Print nothing but the lines below starting at the line that holds "Backbar matching engine." and ending at the line that holds "pub mod scored;", including both, each exactly as written.

==== Exercise materials ====

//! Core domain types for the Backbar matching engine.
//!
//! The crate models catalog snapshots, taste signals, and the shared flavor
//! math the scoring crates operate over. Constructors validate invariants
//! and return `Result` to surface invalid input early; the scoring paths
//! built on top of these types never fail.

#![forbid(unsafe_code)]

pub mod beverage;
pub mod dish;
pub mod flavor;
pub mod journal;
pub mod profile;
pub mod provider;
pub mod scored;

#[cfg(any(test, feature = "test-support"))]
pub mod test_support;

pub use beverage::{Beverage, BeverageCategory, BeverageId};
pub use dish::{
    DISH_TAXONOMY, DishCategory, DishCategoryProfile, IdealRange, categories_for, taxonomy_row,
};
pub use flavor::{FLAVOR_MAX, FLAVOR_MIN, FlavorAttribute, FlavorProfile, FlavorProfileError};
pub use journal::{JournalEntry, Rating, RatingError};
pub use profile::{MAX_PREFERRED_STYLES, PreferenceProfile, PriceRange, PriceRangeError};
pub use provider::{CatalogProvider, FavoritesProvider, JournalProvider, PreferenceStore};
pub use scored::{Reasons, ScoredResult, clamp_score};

====
==== Exercise materials ====

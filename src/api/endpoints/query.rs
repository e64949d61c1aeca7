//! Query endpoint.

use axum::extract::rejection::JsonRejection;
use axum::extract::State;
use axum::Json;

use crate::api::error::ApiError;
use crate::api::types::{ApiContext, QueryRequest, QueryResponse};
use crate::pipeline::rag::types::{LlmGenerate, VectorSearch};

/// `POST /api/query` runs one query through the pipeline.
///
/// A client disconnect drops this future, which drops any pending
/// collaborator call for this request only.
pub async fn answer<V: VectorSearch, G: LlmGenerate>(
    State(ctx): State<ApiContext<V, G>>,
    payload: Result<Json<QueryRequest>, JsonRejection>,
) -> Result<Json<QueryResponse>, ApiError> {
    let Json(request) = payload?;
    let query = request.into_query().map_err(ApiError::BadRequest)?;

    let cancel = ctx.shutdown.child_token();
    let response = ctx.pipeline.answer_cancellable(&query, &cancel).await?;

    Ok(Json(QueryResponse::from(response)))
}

====
==== Exercise materials ====

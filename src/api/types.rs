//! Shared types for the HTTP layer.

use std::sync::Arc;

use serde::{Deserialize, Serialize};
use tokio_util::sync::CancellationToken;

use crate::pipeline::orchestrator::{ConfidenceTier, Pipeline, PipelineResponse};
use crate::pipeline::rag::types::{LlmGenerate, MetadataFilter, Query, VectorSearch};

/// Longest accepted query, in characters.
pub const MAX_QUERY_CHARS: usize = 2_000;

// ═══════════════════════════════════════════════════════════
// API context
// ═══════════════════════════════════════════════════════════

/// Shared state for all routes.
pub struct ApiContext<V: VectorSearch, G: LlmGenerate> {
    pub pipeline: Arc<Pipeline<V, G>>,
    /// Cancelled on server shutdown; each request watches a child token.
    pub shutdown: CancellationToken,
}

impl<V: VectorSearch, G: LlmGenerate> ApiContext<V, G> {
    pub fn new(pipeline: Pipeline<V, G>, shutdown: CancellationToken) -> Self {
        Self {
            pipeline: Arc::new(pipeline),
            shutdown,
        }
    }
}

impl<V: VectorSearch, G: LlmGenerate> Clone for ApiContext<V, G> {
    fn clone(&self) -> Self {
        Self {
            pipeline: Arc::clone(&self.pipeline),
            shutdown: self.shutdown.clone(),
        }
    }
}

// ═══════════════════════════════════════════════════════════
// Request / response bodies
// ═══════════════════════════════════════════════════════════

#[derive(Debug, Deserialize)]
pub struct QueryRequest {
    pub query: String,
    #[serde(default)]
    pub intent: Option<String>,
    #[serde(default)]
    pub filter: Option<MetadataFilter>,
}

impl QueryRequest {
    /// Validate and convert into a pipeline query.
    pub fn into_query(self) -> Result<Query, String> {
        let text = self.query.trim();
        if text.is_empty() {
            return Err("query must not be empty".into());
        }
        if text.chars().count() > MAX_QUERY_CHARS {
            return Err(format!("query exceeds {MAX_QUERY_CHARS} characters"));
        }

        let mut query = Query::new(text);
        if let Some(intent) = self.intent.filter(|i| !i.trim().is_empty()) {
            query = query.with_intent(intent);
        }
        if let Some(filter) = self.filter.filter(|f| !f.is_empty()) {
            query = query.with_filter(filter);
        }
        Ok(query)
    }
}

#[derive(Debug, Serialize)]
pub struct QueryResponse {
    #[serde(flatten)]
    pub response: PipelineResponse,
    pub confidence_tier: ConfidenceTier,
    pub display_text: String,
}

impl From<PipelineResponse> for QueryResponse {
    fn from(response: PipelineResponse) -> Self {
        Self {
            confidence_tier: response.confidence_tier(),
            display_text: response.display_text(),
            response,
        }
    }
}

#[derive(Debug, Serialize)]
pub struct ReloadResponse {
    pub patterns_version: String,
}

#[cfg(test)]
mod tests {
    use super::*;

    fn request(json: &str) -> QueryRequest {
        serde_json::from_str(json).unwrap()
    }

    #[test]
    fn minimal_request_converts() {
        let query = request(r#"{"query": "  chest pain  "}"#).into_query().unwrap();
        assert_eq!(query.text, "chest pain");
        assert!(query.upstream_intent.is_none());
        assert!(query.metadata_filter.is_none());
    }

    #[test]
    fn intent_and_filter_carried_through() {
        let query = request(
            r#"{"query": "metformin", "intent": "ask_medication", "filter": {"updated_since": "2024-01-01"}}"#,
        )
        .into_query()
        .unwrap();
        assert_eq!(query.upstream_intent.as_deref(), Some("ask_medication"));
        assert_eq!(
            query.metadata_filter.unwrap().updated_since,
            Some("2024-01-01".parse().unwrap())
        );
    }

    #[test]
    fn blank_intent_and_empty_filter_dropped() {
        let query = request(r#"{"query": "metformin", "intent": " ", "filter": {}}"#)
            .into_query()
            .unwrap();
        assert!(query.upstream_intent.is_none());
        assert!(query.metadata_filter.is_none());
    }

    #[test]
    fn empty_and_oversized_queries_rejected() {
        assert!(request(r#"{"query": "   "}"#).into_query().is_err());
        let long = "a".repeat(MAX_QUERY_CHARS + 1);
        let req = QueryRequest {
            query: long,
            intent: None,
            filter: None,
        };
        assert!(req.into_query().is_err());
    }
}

====

(Response for this exercise)
//! Core domain types for the Backbar matching engine.
//!
//! The crate models catalog snapshots, taste signals, and the shared flavor
//! math the scoring crates operate over. Constructors validate invariants
//! and return `Result` to surface invalid input early; the scoring paths
//! built on top of these types never fail.

#![forbid(unsafe_code)]

pub mod beverage;
pub mod dish;
pub mod flavor;
pub mod journal;
pub mod profile;
pub mod provider;
pub mod scored;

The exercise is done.